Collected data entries

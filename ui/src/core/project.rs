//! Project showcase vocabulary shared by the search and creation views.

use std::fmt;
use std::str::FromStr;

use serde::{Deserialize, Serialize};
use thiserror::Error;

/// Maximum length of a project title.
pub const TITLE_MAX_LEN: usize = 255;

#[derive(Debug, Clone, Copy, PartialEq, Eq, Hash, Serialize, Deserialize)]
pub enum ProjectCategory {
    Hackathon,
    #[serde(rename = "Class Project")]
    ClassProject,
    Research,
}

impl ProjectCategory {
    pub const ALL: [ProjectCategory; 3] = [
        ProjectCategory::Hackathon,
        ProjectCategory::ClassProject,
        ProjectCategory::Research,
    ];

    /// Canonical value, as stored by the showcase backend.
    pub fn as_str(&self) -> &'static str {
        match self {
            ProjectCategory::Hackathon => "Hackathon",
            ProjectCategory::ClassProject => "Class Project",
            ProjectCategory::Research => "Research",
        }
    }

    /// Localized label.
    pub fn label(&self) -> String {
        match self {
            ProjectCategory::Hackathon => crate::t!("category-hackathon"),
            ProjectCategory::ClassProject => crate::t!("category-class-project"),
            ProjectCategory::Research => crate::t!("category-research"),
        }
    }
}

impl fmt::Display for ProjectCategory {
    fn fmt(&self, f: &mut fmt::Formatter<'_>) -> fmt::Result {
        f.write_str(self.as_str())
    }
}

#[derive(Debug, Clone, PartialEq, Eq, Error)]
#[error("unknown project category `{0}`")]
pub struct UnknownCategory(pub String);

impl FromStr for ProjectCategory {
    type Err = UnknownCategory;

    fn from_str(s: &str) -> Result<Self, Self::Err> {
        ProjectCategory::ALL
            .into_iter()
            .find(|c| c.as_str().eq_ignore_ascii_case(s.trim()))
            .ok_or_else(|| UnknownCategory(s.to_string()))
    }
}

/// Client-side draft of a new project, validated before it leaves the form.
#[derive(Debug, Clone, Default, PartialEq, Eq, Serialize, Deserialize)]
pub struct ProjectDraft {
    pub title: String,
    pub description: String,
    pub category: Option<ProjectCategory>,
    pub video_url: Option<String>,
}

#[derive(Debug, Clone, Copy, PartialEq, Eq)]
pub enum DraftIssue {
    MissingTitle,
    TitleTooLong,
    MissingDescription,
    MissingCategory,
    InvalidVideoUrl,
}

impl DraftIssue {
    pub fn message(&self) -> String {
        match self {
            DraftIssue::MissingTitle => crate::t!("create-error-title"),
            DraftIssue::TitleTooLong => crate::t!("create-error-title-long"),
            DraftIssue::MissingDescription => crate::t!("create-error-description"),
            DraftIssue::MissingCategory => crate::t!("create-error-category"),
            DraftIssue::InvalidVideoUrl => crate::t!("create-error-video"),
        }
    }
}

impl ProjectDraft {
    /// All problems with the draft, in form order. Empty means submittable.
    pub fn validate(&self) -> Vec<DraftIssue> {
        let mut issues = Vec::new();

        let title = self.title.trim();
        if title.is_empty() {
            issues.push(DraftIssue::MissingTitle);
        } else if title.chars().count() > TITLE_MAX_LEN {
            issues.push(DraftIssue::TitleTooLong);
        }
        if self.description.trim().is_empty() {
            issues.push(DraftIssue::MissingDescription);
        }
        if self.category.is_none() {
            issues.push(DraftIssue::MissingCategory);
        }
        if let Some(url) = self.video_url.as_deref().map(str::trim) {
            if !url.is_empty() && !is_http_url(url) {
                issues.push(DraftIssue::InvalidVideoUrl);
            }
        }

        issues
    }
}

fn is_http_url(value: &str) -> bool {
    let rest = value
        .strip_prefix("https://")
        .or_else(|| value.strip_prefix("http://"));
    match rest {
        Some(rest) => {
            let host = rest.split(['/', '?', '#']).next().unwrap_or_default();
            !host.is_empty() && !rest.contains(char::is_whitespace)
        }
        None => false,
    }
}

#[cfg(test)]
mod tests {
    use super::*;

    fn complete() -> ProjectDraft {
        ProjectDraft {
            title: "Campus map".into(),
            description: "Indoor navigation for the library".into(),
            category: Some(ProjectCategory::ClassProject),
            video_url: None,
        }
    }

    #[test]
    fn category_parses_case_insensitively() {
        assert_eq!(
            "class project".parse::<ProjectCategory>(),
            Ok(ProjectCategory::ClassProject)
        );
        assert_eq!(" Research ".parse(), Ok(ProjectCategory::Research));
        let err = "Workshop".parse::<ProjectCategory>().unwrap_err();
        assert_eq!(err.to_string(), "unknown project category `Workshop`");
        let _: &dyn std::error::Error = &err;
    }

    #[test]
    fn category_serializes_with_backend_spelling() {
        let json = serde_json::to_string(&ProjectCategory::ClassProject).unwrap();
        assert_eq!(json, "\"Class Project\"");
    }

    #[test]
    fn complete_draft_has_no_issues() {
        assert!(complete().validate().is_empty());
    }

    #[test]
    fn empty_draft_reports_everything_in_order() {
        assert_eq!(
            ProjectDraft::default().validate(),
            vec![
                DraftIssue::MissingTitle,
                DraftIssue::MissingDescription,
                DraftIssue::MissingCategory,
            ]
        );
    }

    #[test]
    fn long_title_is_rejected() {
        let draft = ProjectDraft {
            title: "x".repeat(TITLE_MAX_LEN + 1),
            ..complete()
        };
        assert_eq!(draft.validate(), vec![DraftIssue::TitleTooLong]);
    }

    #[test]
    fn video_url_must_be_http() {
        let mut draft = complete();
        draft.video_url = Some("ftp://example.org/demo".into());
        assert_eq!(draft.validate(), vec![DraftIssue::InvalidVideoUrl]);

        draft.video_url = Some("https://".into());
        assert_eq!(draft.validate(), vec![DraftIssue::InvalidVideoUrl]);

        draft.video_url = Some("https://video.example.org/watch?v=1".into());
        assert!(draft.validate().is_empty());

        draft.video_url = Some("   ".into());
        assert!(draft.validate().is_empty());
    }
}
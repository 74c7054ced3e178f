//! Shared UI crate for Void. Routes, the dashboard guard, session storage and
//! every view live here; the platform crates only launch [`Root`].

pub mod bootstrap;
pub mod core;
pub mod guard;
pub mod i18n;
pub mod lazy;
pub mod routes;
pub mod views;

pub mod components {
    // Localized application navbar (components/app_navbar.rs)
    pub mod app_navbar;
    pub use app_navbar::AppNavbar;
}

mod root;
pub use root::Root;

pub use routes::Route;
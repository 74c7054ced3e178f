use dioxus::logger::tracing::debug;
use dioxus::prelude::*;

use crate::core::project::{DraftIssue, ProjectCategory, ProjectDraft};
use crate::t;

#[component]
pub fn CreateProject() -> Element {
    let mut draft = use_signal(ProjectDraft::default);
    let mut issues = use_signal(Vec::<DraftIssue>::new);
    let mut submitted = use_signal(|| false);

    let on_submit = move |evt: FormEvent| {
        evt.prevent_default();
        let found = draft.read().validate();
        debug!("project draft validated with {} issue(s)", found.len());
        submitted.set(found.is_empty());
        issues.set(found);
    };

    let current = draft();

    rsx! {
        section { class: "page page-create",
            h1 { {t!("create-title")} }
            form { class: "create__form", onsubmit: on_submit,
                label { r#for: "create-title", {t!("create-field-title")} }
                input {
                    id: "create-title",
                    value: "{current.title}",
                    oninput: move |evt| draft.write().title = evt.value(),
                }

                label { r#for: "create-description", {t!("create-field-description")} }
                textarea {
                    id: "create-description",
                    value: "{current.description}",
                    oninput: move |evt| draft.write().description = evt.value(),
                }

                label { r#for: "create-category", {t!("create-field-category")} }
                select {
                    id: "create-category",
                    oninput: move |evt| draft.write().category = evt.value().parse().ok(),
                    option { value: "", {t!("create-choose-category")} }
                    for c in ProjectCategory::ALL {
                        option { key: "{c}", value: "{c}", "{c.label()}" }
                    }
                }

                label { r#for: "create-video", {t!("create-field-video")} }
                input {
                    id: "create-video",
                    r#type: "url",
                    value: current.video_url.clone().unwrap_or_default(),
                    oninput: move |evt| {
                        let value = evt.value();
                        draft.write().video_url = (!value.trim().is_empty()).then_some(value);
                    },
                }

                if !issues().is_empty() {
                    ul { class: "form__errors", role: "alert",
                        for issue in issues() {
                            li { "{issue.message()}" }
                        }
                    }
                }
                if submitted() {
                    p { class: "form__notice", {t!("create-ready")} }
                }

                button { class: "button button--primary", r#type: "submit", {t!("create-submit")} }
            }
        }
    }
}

- What the exercise asks
Only one stretch of the entries above is wanted: the lines from the one containing "oninput: move |evt| draft.write().description" through the one containing "oninput: move |evt| draft.write().category". Please reproduce it exactly.

- Response area
                    oninput: move |evt| draft.write().description = evt.value(),
                }

                label { r#for: "create-category", {t!("create-field-category")} }
                select {
                    id: "create-category",
                    oninput: move |evt| draft.write().category = evt.value().parse().ok(),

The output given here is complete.